RECORDS:
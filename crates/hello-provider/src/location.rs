//! The `Location` kind: a point that can be moved along x.

use papiea_domain::error::Result;
use papiea_domain::model::{
    Action, DiffContent, Entity, ErrorSchema, IntentfulOutput, ProcedureDescription,
};
use papiea_sdk::{HandlerResult, IntentfulCtx, InvocationError, ProceduralCtx, ProviderSdk};
use serde_json::{json, Value};

pub const PREFIX: &str = "location_provider";
pub const VERSION: &str = "0.1.0";

pub fn kind_description() -> Value {
    json!({
        "Location": {
            "type": "object",
            "title": "X\\Y Location",
            "description": "Stores an XY location of something",
            "x-papiea-entity": "differ",
            "required": ["x", "y"],
            "properties": {
                "x": { "type": "number" },
                "y": { "type": "number" }
            }
        }
    })
}

/// Add the Location kind and its handlers to `sdk`.
pub fn install(sdk: &mut ProviderSdk) -> Result<()> {
    sdk.prefix(PREFIX)?.version(VERSION)?;
    sdk.provider_procedure(
        "ping",
        ProcedureDescription::new()
            .output(json!({ "type": "string" }))
            .describe("Liveness probe answered by the provider itself"),
        ping,
    )?;

    sdk.new_kind(&kind_description())?
        .entity_procedure(
            "moveX",
            ProcedureDescription::new()
                .input(json!({ "type": "number" }))
                .error(403, ErrorSchema {
                    description: Some("caller may not update this location".into()),
                    structure: None,
                })
                .describe("Shift the location along x"),
            move_x,
        )?
        .on("x", converge_x)?;
    Ok(())
}

async fn ping(_ctx: ProceduralCtx, _input: Value) -> HandlerResult<Value> {
    Ok(json!("pong"))
}

async fn move_x(ctx: ProceduralCtx, entity: Entity, input: Value) -> HandlerResult<Value> {
    let delta = input
        .as_f64()
        .ok_or_else(|| InvocationError::new(400, "moveX expects a number"))?;
    let entity_ref = entity.metadata.entity_ref();
    if !ctx
        .check_permission(&[(Action::Update, entity_ref.clone())], None)
        .await
    {
        return Err(InvocationError::new(403, "Permission denied"));
    }

    let mut spec = entity.spec.clone();
    let x = spec.get("x").and_then(Value::as_f64).unwrap_or(0.0);
    spec["x"] = json!(x + delta);

    let client = ctx.entity_client_for_user(&entity_ref)?;
    client.update(&entity.metadata, spec.clone()).await?;
    tracing::info!(uuid = %entity_ref.uuid, x = x + delta, "location moved");
    Ok(spec)
}

/// Pretend the move happened instantly: copy the wanted x into status.
async fn converge_x(
    ctx: IntentfulCtx,
    entity: Entity,
    diffs: Vec<DiffContent>,
) -> HandlerResult<Option<IntentfulOutput>> {
    let Some(wanted) = diffs.iter().find_map(|d| d.spec.first().cloned()) else {
        return Ok(None);
    };
    ctx.update_status(&entity.metadata.entity_ref(), &json!({ "x": wanted }))
        .await?;
    Ok(None)
}

#[cfg(test)]
mod tests {
    use super::*;

    #[test]
    fn install_registers_everything() {
        let mut sdk = ProviderSdk::builder().public_port(9005).build().unwrap();
        install(&mut sdk).unwrap();

        let doc = sdk.document().unwrap();
        let kind = doc.kind("Location").unwrap();
        assert!(kind.entity_procedures.contains_key("moveX"));
        assert_eq!(kind.intentful_signatures[0].signature, "x");
        assert!(doc.procedures.contains_key("ping"));
        assert_eq!(
            sdk.server().route_paths(),
            vec!["/Location/moveX", "/Location/x", "/ping"]
        );
    }
}
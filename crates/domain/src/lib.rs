pub mod config;
pub mod error;
pub mod model;
pub mod trace;
//! Intent watchers and diffs. The engine owns the watcher state machine;
//! these types only mirror what it reports.

use chrono::{DateTime, Utc};
use serde::{Deserialize, Serialize};

use super::entity::ProviderEntityReference;
use super::provider::IntentfulSignature;

#[derive(Debug, Clone, Copy, PartialEq, Eq, Hash, Serialize, Deserialize)]
pub enum IntentfulStatus {
    Pending,
    Active,
    #[serde(rename = "Completed Successfully")]
    CompletedSuccessfully,
    #[serde(rename = "Completed Partially")]
    CompletedPartially,
    Failed,
    Outdated,
}

impl IntentfulStatus {
    /// Whether the engine will not move the watcher any further.
    pub fn is_terminal(self) -> bool {
        !matches!(self, IntentfulStatus::Pending | IntentfulStatus::Active)
    }

    pub fn as_str(self) -> &'static str {
        match self {
            IntentfulStatus::Pending => "Pending",
            IntentfulStatus::Active => "Active",
            IntentfulStatus::CompletedSuccessfully => "Completed Successfully",
            IntentfulStatus::CompletedPartially => "Completed Partially",
            IntentfulStatus::Failed => "Failed",
            IntentfulStatus::Outdated => "Outdated",
        }
    }
}

/// A single divergent field between spec and status.
#[derive(Debug, Clone, PartialEq, Serialize, Deserialize)]
pub struct DiffContent {
    #[serde(default)]
    pub keys: serde_json::Value,
    #[serde(default)]
    pub key: String,
    #[serde(default)]
    pub path: Vec<serde_json::Value>,
    #[serde(default, alias = "spec-val")]
    pub spec: Vec<serde_json::Value>,
    #[serde(default, alias = "status-val")]
    pub status: Vec<serde_json::Value>,
}

#[derive(Debug, Clone, PartialEq, Serialize, Deserialize)]
pub struct Diff {
    pub kind: String,
    pub intentful_signature: IntentfulSignature,
    #[serde(default)]
    pub diff_fields: Vec<DiffContent>,
    #[serde(default, skip_serializing_if = "Option::is_none")]
    pub handler_url: Option<String>,
}

#[derive(Debug, Clone, PartialEq, Serialize, Deserialize)]
pub struct IntentWatcher {
    pub uuid: String,
    pub entity_ref: ProviderEntityReference,
    #[serde(default)]
    pub spec_version: u64,
    #[serde(default)]
    pub diffs: Vec<Diff>,
    pub status: IntentfulStatus,
    #[serde(default, skip_serializing_if = "Option::is_none")]
    pub user: Option<serde_json::Value>,
    #[serde(default, skip_serializing_if = "Option::is_none")]
    pub last_status_changed: Option<DateTime<Utc>>,
    #[serde(default, skip_serializing_if = "Option::is_none")]
    pub created_at: Option<DateTime<Utc>>,
}

/// What an intent handler may answer: how long the engine should wait
/// before re-checking the entity.
#[derive(Debug, Clone, Copy, PartialEq, Eq, Default, Serialize, Deserialize)]
pub struct IntentfulOutput {
    #[serde(default, skip_serializing_if = "Option::is_none")]
    pub delay_secs: Option<u64>,
}

impl IntentfulOutput {
    pub fn retry_after(delay_secs: u64) -> Self {
        Self {
            delay_secs: Some(delay_secs),
        }
    }
}

#[cfg(test)]
mod tests {
    use super::*;
    use serde_json::json;

    #[test]
    fn status_uses_spaced_wire_names() {
        assert_eq!(
            serde_json::to_value(IntentfulStatus::CompletedSuccessfully).unwrap(),
            json!("Completed Successfully")
        );
        let s: IntentfulStatus = serde_json::from_value(json!("Completed Partially")).unwrap();
        assert_eq!(s, IntentfulStatus::CompletedPartially);
    }

    #[test]
    fn terminal_statuses() {
        assert!(!IntentfulStatus::Pending.is_terminal());
        assert!(!IntentfulStatus::Active.is_terminal());
        assert!(IntentfulStatus::Failed.is_terminal());
        assert!(IntentfulStatus::Outdated.is_terminal());
    }

    #[test]
    fn diff_content_accepts_dashed_value_names() {
        let d: DiffContent = serde_json::from_value(json!({
            "keys": {},
            "key": "x",
            "path": ["x"],
            "spec-val": [10],
            "status-val": [5]
        }))
        .unwrap();
        assert_eq!(d.spec, vec![json!(10)]);
        assert_eq!(d.status, vec![json!(5)]);
    }
}
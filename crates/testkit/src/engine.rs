//! In-memory engine speaking the papiea REST surface used by the SDK.

use std::collections::HashMap;
use std::net::SocketAddr;
use std::sync::atomic::{AtomicU64, Ordering};
use std::sync::Arc;
use std::time::{Duration, Instant};

use axum::extract::{Path, Query, Request, State};
use axum::http::header::{AUTHORIZATION, CONTENT_TYPE};
use axum::http::{HeaderMap, StatusCode};
use axum::middleware::{self, Next};
use axum::response::{IntoResponse, Response};
use axum::routing::{get, patch, post};
use axum::{Json, Router};
use chrono::Utc;
use papiea_domain::error::ErrorKind;
use papiea_domain::model::{
    Action, Entity, IntentWatcher, IntentfulStatus, Metadata, ProviderEntityReference, S2SKey,
    UserInfo,
};
use parking_lot::Mutex;
use serde::Deserialize;
use serde_json::{json, Value};
use tokio::net::TcpListener;
use tokio_util::sync::CancellationToken;

/// Key the mock treats as the engine administrator.
pub const ADMIN_KEY: &str = "mock-admin-key";

#[derive(Debug, Clone)]
pub struct RecordedRequest {
    pub method: String,
    pub path: String,
    pub authorization: Option<String>,
}

struct ScriptedWatcher {
    watcher: IntentWatcher,
    started: Instant,
    steps: Vec<(Duration, IntentfulStatus)>,
}

impl ScriptedWatcher {
    fn snapshot(&self) -> IntentWatcher {
        let elapsed = self.started.elapsed();
        let mut w = self.watcher.clone();
        for (at, status) in &self.steps {
            if elapsed >= *at {
                w.status = *status;
            }
        }
        w
    }
}

struct EngineState {
    providers: Mutex<HashMap<(String, String), Value>>,
    entities: Mutex<Vec<Entity>>,
    watchers: Mutex<Vec<ScriptedWatcher>>,
    keys: Mutex<Vec<S2SKey>>,
    denied: Mutex<Vec<Action>>,
    requests: Mutex<Vec<RecordedRequest>>,
    filter_calls: AtomicU64,
    http: reqwest::Client,
}

// ━━━━━━━━━━━━━━━━━━━━━━━━━━━━━━━━━━━━━━━━━━━━━━━━━━━━━━━━━━━━━━━━━━
// MockEngine handle
// ━━━━━━━━━━━━━━━━━━━━━━━━━━━━━━━━━━━━━━━━━━━━━━━━━━━━━━━━━━━━━━━━━━

/// A running mock engine bound on `127.0.0.1:<ephemeral>`. Stops on drop.
pub struct MockEngine {
    addr: SocketAddr,
    state: Arc<EngineState>,
    shutdown: CancellationToken,
}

WORK TO BE COMPLETED:
Check the material above line by line, and give only the number of lines holding the string "RecordedRequest".

EXPECTED OUTPUT:
2